The current production team as displayed on YouTube consists of anchor "Retina", producer "Oculomotor Nerve", film director "Lying Silkworm", PR manager "Iris" and animation "Pupil". Milla, a second anchor, joined the team in late 2019.

===Planning===
Producer "Oculomotor Nerve" and anchor "Retina" pointed out that by proclaiming to be the "state media of China" and using terms like "Mainland occupied area, Hong Kong special occupied area and Taiwan free area of the Republic of China", it highlights the absurdity of the Constitution of the ROC that is in force.
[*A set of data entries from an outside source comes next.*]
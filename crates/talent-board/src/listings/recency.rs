//! Elapsed-day arithmetic shared by the time-window filter and the listing labels.
//!
//! Every helper here rounds the same way: the millisecond difference is divided
//! by one day and rounded up, with calendar dates anchored at 00:00 UTC.

use chrono::{DateTime, NaiveDate, NaiveTime, Utc};

const MILLIS_PER_DAY: i64 = 24 * 60 * 60 * 1000;

pub const DEADLINE_WARNING_DAYS: i64 = 7;
pub const RECENT_APPLICATION_DAYS: i64 = 3;

fn start_of_day(date: NaiveDate) -> DateTime<Utc> {
    date.and_time(NaiveTime::MIN).and_utc()
}

fn ceil_days(millis: i64) -> i64 {
    let days = millis / MILLIS_PER_DAY;
    if millis % MILLIS_PER_DAY > 0 {
        days + 1
    } else {
        days
    }
}

/// Whole days elapsed from `date` until `now`, rounded up. Negative for future dates.
pub fn elapsed_days(now: DateTime<Utc>, date: NaiveDate) -> i64 {
    ceil_days((now - start_of_day(date)).num_milliseconds())
}

/// Whole days remaining from `now` until `date`, rounded up. Negative once passed.
pub fn days_until(now: DateTime<Utc>, date: NaiveDate) -> i64 {
    ceil_days((start_of_day(date) - now).num_milliseconds())
}

/// Human readable age of a posting, e.g. `3 days ago` or `2 weeks ago`.
pub fn posted_label(now: DateTime<Utc>, posted: NaiveDate) -> String {
    let millis = (now - start_of_day(posted)).num_milliseconds().abs();
    let days = ceil_days(millis);

    match days {
        0 => "today".to_string(),
        1 => "1 day ago".to_string(),
        2..=6 => format!("{days} days ago"),
        7..=29 => plural((days + 6) / 7, "week"),
        _ => plural((days + 29) / 30, "month"),
    }
}

fn plural(count: i64, unit: &str) -> String {
    if count == 1 {
        format!("1 {unit} ago")
    } else {
        format!("{count} {unit}s ago")
    }
}

pub fn is_deadline_near(now: DateTime<Utc>, deadline: NaiveDate) -> bool {
    days_until(now, deadline) <= DEADLINE_WARNING_DAYS
}

pub fn is_recent_application(now: DateTime<Utc>, applied: NaiveDate) -> bool {
    elapsed_days(now, applied) <= RECENT_APPLICATION_DAYS
}
use super::common::*;

use axum::body::Body;
use axum::http::{Request, StatusCode};
use axum::response::Response;
use serde_json::{json, Value};
use tower::ServiceExt;

use crate::listings::router::listing_router;

async fn body_json(response: Response) -> Value {
    let bytes = axum::body::to_bytes(response.into_body(), usize::MAX)
        .await
        .expect("body bytes");
    serde_json::from_slice(&bytes).expect("json body")
}

async fn get(uri: &str) -> Response {
    listing_router(bundled_service(4))
        .oneshot(Request::get(uri).body(Body::empty()).expect("request"))
        .await
        .expect("router responds")
}

#[tokio::test]
async fn job_search_ranks_and_paginates() {
    let response = get("/api/v1/jobs?as_of=2024-01-23").await;
    assert_eq!(response.status(), StatusCode::OK);

    let body = body_json(response).await;
    assert_eq!(body["page"], 1);
    assert_eq!(body["page_size"], 4);
    assert_eq!(body["total_items"], 7);
    assert_eq!(body["total_pages"], 2);
    let items = body["items"].as_array().expect("items array");
    assert_eq!(items.len(), 4);
    assert_eq!(items[0]["id"], "4");
    assert_eq!(items[0]["matching_skills"], 3);
    assert_eq!(items[0]["type"], "2-3 years");
}

#[tokio::test]
async fn job_search_applies_filters_from_query_string() {
    let response =
        get("/api/v1/jobs?skills=Python&types=Fresher&window=last7days&as_of=2024-01-23").await;
    assert_eq!(response.status(), StatusCode::OK);

    let body = body_json(response).await;
    let items = body["items"].as_array().expect("items array");
    assert_eq!(items.len(), 1);
    assert_eq!(items[0]["title"], "Data Science Intern");
    assert_eq!(items[0]["posted_label"], "5 days ago");
}

#[tokio::test]
async fn job_search_rejects_unknown_window() {
    let response = get("/api/v1/jobs?window=fortnight").await;
    assert_eq!(response.status(), StatusCode::BAD_REQUEST);
    let body = body_json(response).await;
    assert!(body["error"]
        .as_str()
        .expect("error message")
        .contains("fortnight"));
}

#[tokio::test]
async fn unknown_job_is_not_found() {
    let response = get("/api/v1/jobs/404").await;
    assert_eq!(response.status(), StatusCode::NOT_FOUND);
}

#[tokio::test]
async fn applications_listing_filters_by_status() {
    let response = get("/api/v1/applications?status=Applied&as_of=2024-01-21").await;
    assert_eq!(response.status(), StatusCode::OK);

    let body = body_json(response).await;
    assert_eq!(body["total_items"], 4);
    let items = body["items"].as_array().expect("items array");
    assert_eq!(items[0]["id"], "app-003");
    assert_eq!(items[0]["recent"], false);
}

#[tokio::test]
async fn application_summary_counts_statuses() {
    let body = body_json(get("/api/v1/applications/summary").await).await;
    assert_eq!(body["total"], 12);
    assert_eq!(body["by_status"]["Applied"], 4);
    assert_eq!(body["by_status"]["Offer"], 1);
}

#[tokio::test]
async fn invitations_listing_includes_counts() {
    let body = body_json(get("/api/v1/invitations?query=figma").await).await;
    let invitations = body["invitations"].as_array().expect("invitations");
    assert_eq!(invitations.len(), 1);
    assert_eq!(invitations[0]["mentor"]["name"], "Alex Rodriguez");
    assert_eq!(body["counts"]["by_status"]["Pending"], 2);
}

#[tokio::test]
async fn apply_route_accepts_complete_forms() {
    let service = bundled_service(8);
    let job = service
        .job(&crate::listings::domain::JobId("1".to_string()))
        .expect("job 1")
        .clone();
    let form = complete_form(&job);

    let response = listing_router(service)
        .oneshot(
            Request::post("/api/v1/jobs/1/applications")
                .header("content-type", "application/json")
                .body(Body::from(serde_json::to_vec(&form).expect("form json")))
                .expect("request"),
        )
        .await
        .expect("router responds");

    assert_eq!(response.status(), StatusCode::ACCEPTED);
    let body = body_json(response).await;
    assert_eq!(body["company"], "TechCorp Solutions");
}

#[tokio::test]
async fn apply_route_returns_advisory_for_invalid_forms() {
    let payload = json!({
        "full_name": "Sam",
        "email": "sam@example.edu",
        "phone": "555",
        "resume": {
            "file_name": "resume.png",
            "content_type": "image/png",
            "size_bytes": 1024
        }
    });

    let response = listing_router(bundled_service(8))
        .oneshot(
            Request::post("/api/v1/jobs/1/applications")
                .header("content-type", "application/json")
                .body(Body::from(payload.to_string()))
                .expect("request"),
        )
        .await
        .expect("router responds");

    assert_eq!(response.status(), StatusCode::UNPROCESSABLE_ENTITY);
    let body = body_json(response).await;
    assert_eq!(body["title"], "Invalid File Type");
}

async fn post_empty(router: &axum::Router, uri: &str) -> Response {
    router
        .clone()
        .oneshot(Request::post(uri).body(Body::empty()).expect("request"))
        .await
        .expect("router responds")
}

#[tokio::test]
async fn invitation_accept_route_records_reply_once() {
    let router = listing_router(bundled_service(8));

    let response = post_empty(&router, "/api/v1/invitations/inv-1/accept").await;
    assert_eq!(response.status(), StatusCode::OK);
    let body = body_json(response).await;
    assert_eq!(body["title"], "Invitation Accepted");
    assert_eq!(body["invitation"]["status"], "Accepted");

    let repeat = post_empty(&router, "/api/v1/invitations/inv-1/decline").await;
    assert_eq!(repeat.status(), StatusCode::CONFLICT);

    let listing = router
        .clone()
        .oneshot(
            Request::get("/api/v1/invitations")
                .body(Body::empty())
                .expect("request"),
        )
        .await
        .expect("router responds");
    let body = body_json(listing).await;
    assert_eq!(body["counts"]["by_status"]["Pending"], 1);
    assert_eq!(body["counts"]["by_status"]["Accepted"], 2);
}

#[tokio::test]
async fn unknown_invitation_reply_is_not_found() {
    let router = listing_router(bundled_service(8));
    let response = post_empty(&router, "/api/v1/invitations/inv-99/decline").await;
    assert_eq!(response.status(), StatusCode::NOT_FOUND);
    let body = body_json(response).await;
    assert_eq!(body["error"], "invitation 'inv-99' not found");
}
The team wishes Taiwanese people to re-discuss what the ROC is, and spark the viewers' interest in politics and social affairs. They wish to target young people aged 35 and below, as "they may have a confused identity or are shaping their identity. Their national identity isn't deeply entrenched yet, and can be reconstructed through various discussions."

== Reporting style ==
The contents of EYECTV programmes involve satirical political correctness and self-censorship, for example:
- President of ROC Tsai Ing-wen is referred to as "President of China", and Kaohsiung is called "Kaohsiung, China".
- The ROC is proclaimed to be the "sole legitimate China", and the map of ROC (consisting of Taiwan, Mainland China and Mongolia) published by the ROC Government until 2005 is used.
- General Secretary of the Chinese Communist Party (CCP) Xi Jinping is referred to as "bandit chief Winnie the Xi".
- The Kuomintang is referred to as the Kuo-yu Party.
- CTI News Network is referred to as "Hantian News" (Han Kuo-yu Daily News)
- The Chinese Communist Party is referred to as Red bandit or Communist bandit, Mainland China is called as "Mainland Hard-Hit Occupied Area", and Hong Kong Special Administrative Region is called "Hong Kong Special Occupied Region".
Other names are used, often from jokes made on special programmes, such as:

- Miaoli County is referred to as the Miaoli Nation.
- President of ROC Tsai Ing-wen is referred to as "Xiang Tsai Ing-wen" (Coriander Ing-wen).
- Retina's dog, Youzi, an Shiba Inu is referred to as "Godly Beast Youzi"

== Programmes ==
===Regular programmes===
- EYECTV Xinwen Lianbo 央視新聞聯播
  - This is the flagship news programme of EYECTV, airing with two hosts and an extended format.
- EYECTV In One Minute 央視一分鐘
  - This is the original and most frequent EYECTV programme, with one host summarising a few days of news in around ten minutes.
- EYECTV On the Ground 央視走基層
- EYECTV Guest Hall 央視會客廳
- EYECTV Eating with Retina 央視膜飯食刻
- EYECTV Nothing to Say 央視無話可説
- EYECTV Fight For The Wind
- Obnoxious Viewer Reactions 刁民大攔轎
- Monday On-Site 星期一現場

===Special programmes===
- Central Television New Year's Gala
  - This programme is the most watched of all EYECTV programmes, being held from 2017 (106) to 2020 (109), and 2023 (112). Due to the COVID-19 pandemic, it was replaced with a special New Year's programme in 2021 (110) and 2022 (111).
  - This programme is intended to satirise the CCTV New Year's Gala, with similar chunlian and using Mainland accented Mandarin.
  - The event typically features various celebrities, famous singers (such as Fire EX.), and politicians.
- EYECTV Celebrates Double Tenth
  - This programme celebrates the National Day of the Republic of China, being held in 2017 (106) and 2018 (107). Due to the COVID-19 pandemic, it was replaced with a Xinwen Lianbo special programme from 2019 (108) to 2022 (111).
  - During the programme, hosts typically highlight the fall of Mainland China and satirise ROC nationalists, bowing to portraits of Sun Yat-Sen and singing patriotic songs.
  - Various politicians have participated, such as Kao Chia-yu and Su Tseng-chang.
- Ballot Box: Watch EYECTV, 2020 (109)
  - This programme comedically covered the 15th Presidential Election of the Republic of China, highlighting fake news such as the claim that "children would be taught anal coitus in elementary school if the DPP is elected".
- Save the World: Recall Ballot of Han Kuo-yu, 2020 (109)
- Funeral for CTI News, 2020 (109)
- 9+1 Election NOW, 2022 (111)

== Impact ==
On 5 January 2016, the Green Party–Social Democratic Party alliance held a press conference and played EYECTV's video that mocked President Ma Ying-jeou's policy for young people.